▶ [RECORDS PROVIDED]:
-------
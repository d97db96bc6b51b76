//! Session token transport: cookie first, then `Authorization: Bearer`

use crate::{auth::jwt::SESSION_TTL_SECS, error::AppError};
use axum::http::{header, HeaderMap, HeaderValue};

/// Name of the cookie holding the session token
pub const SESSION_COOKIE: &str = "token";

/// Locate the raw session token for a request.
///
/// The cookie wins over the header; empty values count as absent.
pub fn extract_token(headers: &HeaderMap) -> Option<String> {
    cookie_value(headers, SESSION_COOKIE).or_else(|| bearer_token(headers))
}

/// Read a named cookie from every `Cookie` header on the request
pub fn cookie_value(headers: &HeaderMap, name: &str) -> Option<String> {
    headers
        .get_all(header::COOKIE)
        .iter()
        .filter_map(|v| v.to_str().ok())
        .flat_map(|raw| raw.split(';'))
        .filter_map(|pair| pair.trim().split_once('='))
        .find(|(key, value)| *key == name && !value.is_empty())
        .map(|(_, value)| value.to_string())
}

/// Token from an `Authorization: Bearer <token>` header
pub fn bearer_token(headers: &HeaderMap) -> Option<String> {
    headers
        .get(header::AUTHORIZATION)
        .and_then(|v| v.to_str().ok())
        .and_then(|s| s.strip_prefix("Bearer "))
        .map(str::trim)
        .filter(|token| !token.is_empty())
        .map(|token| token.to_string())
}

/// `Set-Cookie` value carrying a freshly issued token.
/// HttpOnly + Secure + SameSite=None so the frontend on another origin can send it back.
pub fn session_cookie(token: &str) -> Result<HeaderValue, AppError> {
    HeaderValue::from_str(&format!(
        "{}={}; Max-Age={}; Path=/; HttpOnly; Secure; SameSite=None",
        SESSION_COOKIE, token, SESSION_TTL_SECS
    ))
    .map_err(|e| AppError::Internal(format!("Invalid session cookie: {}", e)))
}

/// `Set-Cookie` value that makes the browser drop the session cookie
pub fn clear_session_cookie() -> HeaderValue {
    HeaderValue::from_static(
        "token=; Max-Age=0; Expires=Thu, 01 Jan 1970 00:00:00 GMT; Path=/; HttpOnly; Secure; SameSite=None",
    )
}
-------
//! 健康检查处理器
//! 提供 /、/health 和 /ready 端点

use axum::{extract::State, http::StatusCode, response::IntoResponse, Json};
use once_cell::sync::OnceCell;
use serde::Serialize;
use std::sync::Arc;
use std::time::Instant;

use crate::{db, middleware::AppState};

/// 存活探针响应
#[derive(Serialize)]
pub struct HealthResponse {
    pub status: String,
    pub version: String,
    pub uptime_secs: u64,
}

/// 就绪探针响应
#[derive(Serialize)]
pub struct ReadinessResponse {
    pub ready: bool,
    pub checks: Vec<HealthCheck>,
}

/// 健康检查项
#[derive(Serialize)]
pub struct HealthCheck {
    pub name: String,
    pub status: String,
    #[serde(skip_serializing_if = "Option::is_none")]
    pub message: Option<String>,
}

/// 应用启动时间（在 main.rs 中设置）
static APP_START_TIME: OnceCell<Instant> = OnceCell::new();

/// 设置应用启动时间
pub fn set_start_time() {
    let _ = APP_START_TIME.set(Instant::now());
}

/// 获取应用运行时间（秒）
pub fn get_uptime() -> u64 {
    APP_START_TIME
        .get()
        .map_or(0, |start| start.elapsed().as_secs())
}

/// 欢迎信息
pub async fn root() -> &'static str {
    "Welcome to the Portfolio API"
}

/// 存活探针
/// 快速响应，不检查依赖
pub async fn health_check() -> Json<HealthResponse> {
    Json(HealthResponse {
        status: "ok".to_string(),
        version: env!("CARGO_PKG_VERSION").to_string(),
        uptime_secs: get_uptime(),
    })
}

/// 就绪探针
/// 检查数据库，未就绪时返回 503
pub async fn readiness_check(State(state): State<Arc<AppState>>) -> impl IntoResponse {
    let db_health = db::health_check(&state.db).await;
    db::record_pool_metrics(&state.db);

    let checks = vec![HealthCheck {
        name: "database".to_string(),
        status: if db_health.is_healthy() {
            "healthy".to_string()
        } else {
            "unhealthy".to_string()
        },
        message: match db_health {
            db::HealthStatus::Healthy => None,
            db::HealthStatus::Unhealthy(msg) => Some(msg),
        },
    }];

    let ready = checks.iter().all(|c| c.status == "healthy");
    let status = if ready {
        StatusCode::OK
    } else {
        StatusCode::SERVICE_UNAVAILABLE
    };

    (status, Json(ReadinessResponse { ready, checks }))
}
-------
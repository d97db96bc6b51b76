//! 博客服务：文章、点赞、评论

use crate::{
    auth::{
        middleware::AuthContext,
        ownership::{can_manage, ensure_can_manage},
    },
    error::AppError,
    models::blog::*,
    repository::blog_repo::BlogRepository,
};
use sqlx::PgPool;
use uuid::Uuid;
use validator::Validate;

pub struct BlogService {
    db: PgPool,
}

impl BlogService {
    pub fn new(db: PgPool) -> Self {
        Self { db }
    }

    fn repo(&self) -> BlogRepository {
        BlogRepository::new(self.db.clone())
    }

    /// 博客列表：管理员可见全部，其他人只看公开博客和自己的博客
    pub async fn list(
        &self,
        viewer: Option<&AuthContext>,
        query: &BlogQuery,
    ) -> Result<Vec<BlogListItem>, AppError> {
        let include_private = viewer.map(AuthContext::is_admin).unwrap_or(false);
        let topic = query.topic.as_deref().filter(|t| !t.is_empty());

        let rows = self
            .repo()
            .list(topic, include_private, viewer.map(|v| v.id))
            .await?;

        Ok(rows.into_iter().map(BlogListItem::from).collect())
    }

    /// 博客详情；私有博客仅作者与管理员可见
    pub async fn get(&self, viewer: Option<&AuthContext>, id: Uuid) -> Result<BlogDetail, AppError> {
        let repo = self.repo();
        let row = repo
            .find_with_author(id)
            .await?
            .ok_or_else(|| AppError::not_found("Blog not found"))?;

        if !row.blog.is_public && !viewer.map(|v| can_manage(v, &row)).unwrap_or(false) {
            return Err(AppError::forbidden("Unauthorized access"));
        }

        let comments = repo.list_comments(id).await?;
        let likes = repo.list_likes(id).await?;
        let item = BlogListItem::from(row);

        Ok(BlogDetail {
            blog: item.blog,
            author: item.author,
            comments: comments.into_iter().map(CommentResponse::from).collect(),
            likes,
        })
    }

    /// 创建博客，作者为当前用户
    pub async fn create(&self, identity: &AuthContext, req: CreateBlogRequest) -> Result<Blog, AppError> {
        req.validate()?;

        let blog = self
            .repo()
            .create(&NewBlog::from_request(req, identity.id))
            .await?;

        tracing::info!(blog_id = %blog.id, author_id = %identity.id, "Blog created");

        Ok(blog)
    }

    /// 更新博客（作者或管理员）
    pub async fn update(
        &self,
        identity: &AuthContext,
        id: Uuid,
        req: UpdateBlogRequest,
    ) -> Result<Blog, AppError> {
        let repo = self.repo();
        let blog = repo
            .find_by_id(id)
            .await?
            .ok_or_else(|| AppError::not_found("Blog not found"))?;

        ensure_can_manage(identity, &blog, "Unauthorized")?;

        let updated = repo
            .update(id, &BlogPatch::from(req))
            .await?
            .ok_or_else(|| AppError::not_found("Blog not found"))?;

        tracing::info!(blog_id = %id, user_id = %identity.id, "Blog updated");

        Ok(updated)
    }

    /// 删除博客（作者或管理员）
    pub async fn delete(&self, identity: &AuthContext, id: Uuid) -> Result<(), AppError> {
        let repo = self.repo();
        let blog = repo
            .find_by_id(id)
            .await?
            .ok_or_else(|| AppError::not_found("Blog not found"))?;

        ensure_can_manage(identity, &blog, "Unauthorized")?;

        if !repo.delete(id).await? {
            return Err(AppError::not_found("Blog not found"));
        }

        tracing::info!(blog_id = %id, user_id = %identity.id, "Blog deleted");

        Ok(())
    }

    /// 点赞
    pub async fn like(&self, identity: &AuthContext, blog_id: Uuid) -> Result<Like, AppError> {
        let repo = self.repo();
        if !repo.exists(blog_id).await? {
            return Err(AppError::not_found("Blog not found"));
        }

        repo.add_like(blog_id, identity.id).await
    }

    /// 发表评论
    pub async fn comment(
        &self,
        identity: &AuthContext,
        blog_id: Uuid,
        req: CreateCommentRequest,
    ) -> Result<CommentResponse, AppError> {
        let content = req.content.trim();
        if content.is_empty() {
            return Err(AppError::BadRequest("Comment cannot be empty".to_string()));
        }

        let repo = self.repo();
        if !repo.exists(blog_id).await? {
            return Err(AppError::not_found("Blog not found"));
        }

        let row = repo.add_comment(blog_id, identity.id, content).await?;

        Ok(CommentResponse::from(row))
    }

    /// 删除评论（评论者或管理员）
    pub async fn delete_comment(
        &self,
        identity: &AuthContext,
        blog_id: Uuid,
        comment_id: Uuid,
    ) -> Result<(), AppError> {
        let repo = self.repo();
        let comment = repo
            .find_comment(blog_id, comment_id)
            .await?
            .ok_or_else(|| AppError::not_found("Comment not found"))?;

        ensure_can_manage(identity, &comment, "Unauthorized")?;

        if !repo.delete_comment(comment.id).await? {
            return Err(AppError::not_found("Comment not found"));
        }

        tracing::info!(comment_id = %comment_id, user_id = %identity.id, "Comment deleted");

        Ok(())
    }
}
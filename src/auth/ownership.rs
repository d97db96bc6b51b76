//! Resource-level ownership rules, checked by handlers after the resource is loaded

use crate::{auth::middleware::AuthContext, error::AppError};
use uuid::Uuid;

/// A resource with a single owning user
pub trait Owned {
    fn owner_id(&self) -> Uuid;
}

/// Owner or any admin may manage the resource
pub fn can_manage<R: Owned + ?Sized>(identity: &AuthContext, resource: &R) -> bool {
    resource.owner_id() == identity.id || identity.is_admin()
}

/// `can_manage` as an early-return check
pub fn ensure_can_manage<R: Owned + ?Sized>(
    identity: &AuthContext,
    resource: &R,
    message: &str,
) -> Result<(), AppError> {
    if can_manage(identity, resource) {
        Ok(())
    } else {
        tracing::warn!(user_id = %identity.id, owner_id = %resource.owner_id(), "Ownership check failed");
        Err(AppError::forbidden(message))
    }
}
-------
▶ [WHAT NEEDS TO BE DONE]:
If a line in the entries contains "crate", copy it.

▶ [EXERCISE RESPONSE]:
use crate::{auth::jwt::SESSION_TTL_SECS, error::AppError};
use crate::{db, middleware::AppState};
use crate::{
use crate::{auth::middleware::AuthContext, error::AppError};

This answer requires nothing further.